Márcia Rizzutto signs two more articles in co-authorship; however, the analyzed collections are of different typologies and institutions. The first, written with Francis Melvin Lee and Thierry Thomas, has the photographs produced by Hercule Florence in the 1830s as its object, belonging to the IHF collection.

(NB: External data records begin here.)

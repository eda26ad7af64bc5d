//! Seeded k-means clustering over three-channel samples.
//!
//! k-means++ initialisation, Lloyd iterations, several restarts with
//! the most compact run kept. The RNG is seeded from the parameters, so
//! identical input always yields identical labels.

use rand::rngs::StdRng;
use rand::{Rng, SeedableRng};

/// Clustering parameters.
#[derive(Debug, Clone, Copy, PartialEq)]
pub struct KMeansParams {
    /// Requested cluster count. Clamped to the number of samples.
    pub k: usize,
    /// Independent restarts.
    pub attempts: u32,
    /// Iteration cap per restart.
    pub max_iterations: u32,
    /// A restart stops early once no center moves further than this.
    pub epsilon: f32,
    /// RNG seed.
    pub seed: u64,
}

/// Result of [`kmeans`].
#[derive(Debug, Clone, PartialEq)]
pub struct Clustering {
    /// Cluster index of every sample, in input order.
    pub labels: Vec<usize>,
    /// Cluster centers; `centers.len()` is the effective `k`.
    pub centers: Vec<[f32; 3]>,
    /// Sum of squared distances from each sample to its center.
    pub compactness: f64,
}

impl Clustering {
    /// Number of samples assigned to each cluster.
    #[must_use]
    pub fn sizes(&self) -> Vec<usize> {
        let mut sizes = vec![0; self.centers.len()];
        for &label in &self.labels {
            sizes[label] += 1;
        }
        sizes
    }
}

fn distance2(a: [f32; 3], b: [f32; 3]) -> f32 {
    let d = [a[0] - b[0], a[1] - b[1], a[2] - b[2]];
    d[2].mul_add(d[2], d[0].mul_add(d[0], d[1] * d[1]))
}

fn nearest(sample: [f32; 3], centers: &[[f32; 3]]) -> (usize, f32) {
    centers
        .iter()
        .enumerate()
        .map(|(i, &c)| (i, distance2(sample, c)))
        .fold((0, f32::INFINITY), |best, cur| if cur.1 < best.1 { cur } else { best })
}

/// k-means++ seeding: each new center is drawn with probability
/// proportional to its squared distance from the nearest chosen one.
fn seed_centers(samples: &[[f32; 3]], k: usize, rng: &mut StdRng) -> Vec<[f32; 3]> {
    let mut centers = Vec::with_capacity(k);
    centers.push(samples[rng.random_range(0..samples.len())]);
    let mut d2: Vec<f64> = samples
        .iter()
        .map(|&s| f64::from(distance2(s, centers[0])))
        .collect();

    while centers.len() < k {
        let total: f64 = d2.iter().sum();
        let next = if total <= 0.0 {
            // Every sample coincides with a center already.
            rng.random_range(0..samples.len())
        } else {
            let mut target = rng.random::<f64>() * total;
            d2.iter()
                .position(|&d| {
                    target -= d;
                    target <= 0.0
                })
                .unwrap_or(samples.len() - 1)
        };
        let center = samples[next];
        centers.push(center);
        for (d, &s) in d2.iter_mut().zip(samples) {
            *d = d.min(f64::from(distance2(s, center)));
        }
    }
    centers
}

fn lloyd(samples: &[[f32; 3]], mut centers: Vec<[f32; 3]>, params: &KMeansParams) -> Clustering {
    let k = centers.len();
    let mut labels = vec![0; samples.len()];

    for _ in 0..params.max_iterations {
        for (label, &s) in labels.iter_mut().zip(samples) {
            *label = nearest(s, &centers).0;
        }

        let mut sums = vec![[0.0f64; 3]; k];
        let mut counts = vec![0usize; k];
        for (&label, s) in labels.iter().zip(samples) {
            counts[label] += 1;
            for c in 0..3 {
                sums[label][c] += f64::from(s[c]);
            }
        }

        let mut max_shift = 0.0f32;
        for j in 0..k {
            #[allow(clippy::cast_possible_truncation, clippy::cast_precision_loss)]
            let updated = if counts[j] == 0 {
                // Re-seed an empty cluster with the worst-fitting sample.
                let far = samples
                    .iter()
                    .zip(&labels)
                    .map(|(&s, &l)| distance2(s, centers[l]))
                    .enumerate()
                    .fold((0, f32::NEG_INFINITY), |best, cur| {
                        if cur.1 > best.1 { cur } else { best }
                    })
                    .0;
                samples[far]
            } else {
                let n = counts[j] as f64;
                [
                    (sums[j][0] / n) as f32,
                    (sums[j][1] / n) as f32,
                    (sums[j][2] / n) as f32,
                ]
            };
            max_shift = max_shift.max(distance2(updated, centers[j]).sqrt());
            centers[j] = updated;
        }

        if max_shift <= params.epsilon {
            break;
        }
    }

    let mut compactness = 0.0;
    for (label, &s) in labels.iter_mut().zip(samples) {
        let (nearest_label, d2) = nearest(s, &centers);
        *label = nearest_label;
        compactness += f64::from(d2);
    }

    Clustering {
        labels,
        centers,
        compactness,
    }
}

/// Partition `samples` into at most `params.k` clusters.
///
/// Returns an empty clustering for empty input.
#[must_use]
pub fn kmeans(samples: &[[f32; 3]], params: &KMeansParams) -> Clustering {
    let k = params.k.min(samples.len());
    if k == 0 {
        return Clustering {
            labels: Vec::new(),
            centers: Vec::new(),
            compactness: 0.0,
        };
    }

    let mut rng = StdRng::seed_from_u64(params.seed);
    let mut best: Option<Clustering> = None;
    for _ in 0..params.attempts.max(1) {
        let initial = seed_centers(samples, k, &mut rng);
        let run = lloyd(samples, initial, params);
        if best
            .as_ref()
            .is_none_or(|b| run.compactness < b.compactness)
        {
            best = Some(run);
        }
    }
    best.unwrap_or_else(|| Clustering {
        labels: vec![0; samples.len()],
        centers: vec![samples[0]],
        compactness: 0.0,
    })
}
//! Record storage.

use std::path::{Path, PathBuf};

use crate::HistoryError;
use crate::record::LesionRecord;

/// Append-only store of lesion measurements.
pub trait RecordStore {
    /// Persist one record.
    ///
    /// # Errors
    ///
    /// Returns [`HistoryError`] if the backing storage fails.
    fn append(&mut self, record: LesionRecord) -> Result<(), HistoryError>;

    /// Every stored record, in insertion order.
    ///
    /// # Errors
    ///
    /// Returns [`HistoryError`] if the backing storage cannot be read.
    fn records(&self) -> Result<Vec<LesionRecord>, HistoryError>;

    /// Records matching the filters (`None` matches anything), oldest
    /// first. Records with equal timestamps keep insertion order.
    ///
    /// # Errors
    ///
    /// Returns [`HistoryError`] if the backing storage cannot be read.
    fn query(
        &self,
        user_id: Option<&str>,
        lesion_id: Option<&str>,
    ) -> Result<Vec<LesionRecord>, HistoryError> {
        let mut matching: Vec<LesionRecord> = self
            .records()?
            .into_iter()
            .filter(|r| r.matches(user_id, lesion_id))
            .collect();
        matching.sort_by_key(|r| r.date);
        Ok(matching)
    }

    /// Most recent record of one lesion.
    ///
    /// # Errors
    ///
    /// Returns [`HistoryError`] if the backing storage cannot be read.
    fn last(&self, user_id: &str, lesion_id: &str) -> Result<Option<LesionRecord>, HistoryError> {
        Ok(self.query(Some(user_id), Some(lesion_id))?.pop())
    }
}

/// In-memory store, for tests and one-off sessions.
#[derive(Debug, Clone, Default)]
pub struct MemoryStore {
    records: Vec<LesionRecord>,
}

impl MemoryStore {
    /// An empty store.
    #[must_use]
    pub const fn new() -> Self {
        Self {
            records: Vec::new(),
        }
    }
}

impl RecordStore for MemoryStore {
    fn append(&mut self, record: LesionRecord) -> Result<(), HistoryError> {
        self.records.push(record);
        Ok(())
    }

    fn records(&self) -> Result<Vec<LesionRecord>, HistoryError> {
        Ok(self.records.clone())
    }
}

/// History kept in a pretty-printed JSON array on disk.
///
/// A missing file is an empty history. A file that does not parse is an
/// error: it is never overwritten, so no measurements are lost.
#[derive(Debug, Clone)]
pub struct JsonFileStore {
    path: PathBuf,
}

impl JsonFileStore {
    /// Store backed by `path`. Nothing is read until first use.
    pub fn new(path: impl Into<PathBuf>) -> Self {
        Self { path: path.into() }
    }

    /// The backing file.
    #[must_use]
    pub fn path(&self) -> &Path {
        &self.path
    }

    fn load(&self) -> Result<Vec<LesionRecord>, HistoryError> {
        match std::fs::read_to_string(&self.path) {
            Ok(text) if text.trim().is_empty() => Ok(Vec::new()),
            Ok(text) => Ok(serde_json::from_str(&text)?),
            Err(e) if e.kind() == std::io::ErrorKind::NotFound => Ok(Vec::new()),
            Err(e) => Err(e.into()),
        }
    }

    /// Write through a sibling temporary file so a crash mid-write
    /// leaves the previous history intact.
    fn save(&self, records: &[LesionRecord]) -> Result<(), HistoryError> {
        let json = serde_json::to_string_pretty(records)?;
        let mut tmp = self.path.clone().into_os_string();
        tmp.push(".tmp");
        let tmp = PathBuf::from(tmp);
        std::fs::write(&tmp, json)?;
        std::fs::rename(&tmp, &self.path)?;
        Ok(())
    }
}

impl RecordStore for JsonFileStore {
    fn append(&mut self, record: LesionRecord) -> Result<(), HistoryError> {
        let mut records = self.load()?;
        records.push(record);
        self.save(&records)
    }

    fn records(&self) -> Result<Vec<LesionRecord>, HistoryError> {
        self.load()
    }
}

After acting as second designer of the Langsdorff expedition (1825-1829), the French artist settled in the village of São Carlos (today Campinas), a coffee growing region, and raised a family there. Among its many activities, it implemented the first typography of the city and developed numerous inventions: photography, new printing techniques (autography, polygraphy and pulvography), inimitable paper (for paper money), recording the voices of animals in sheet music (zoophony) and types-syllables (precursor signs of shorthand). From X-ray fluorescence analysis, the text advances on the knowledge that had hitherto been about the materials and techniques employed in Florence's early photographic experiments, proving their originality in this field.

The second was written with the historian Rogério Ricciluca Matiello Félix and focuses on the discussion of the the archaeometric examinations results applied by both in pieces of furniture of the MP, targets of their master's dissertation entitled Os móveis da terra: dinâmicas sociais a partir da produção e circulação do mobiliário em São Paulo (1700-1830), defended in 2018.5 5 Félix (2018). The combination of analysis methodologies of Applied Physics and methodologies of material culture analysis, allowed the data obtained on materials used in paintings, leathers and metals present in furniture to be cross-linked with information required in textual sources of different nature, renewing interpretations about the socioeconomic dynamics of the city of São Paulo in the seven hundred’s and in the early nineteenth century.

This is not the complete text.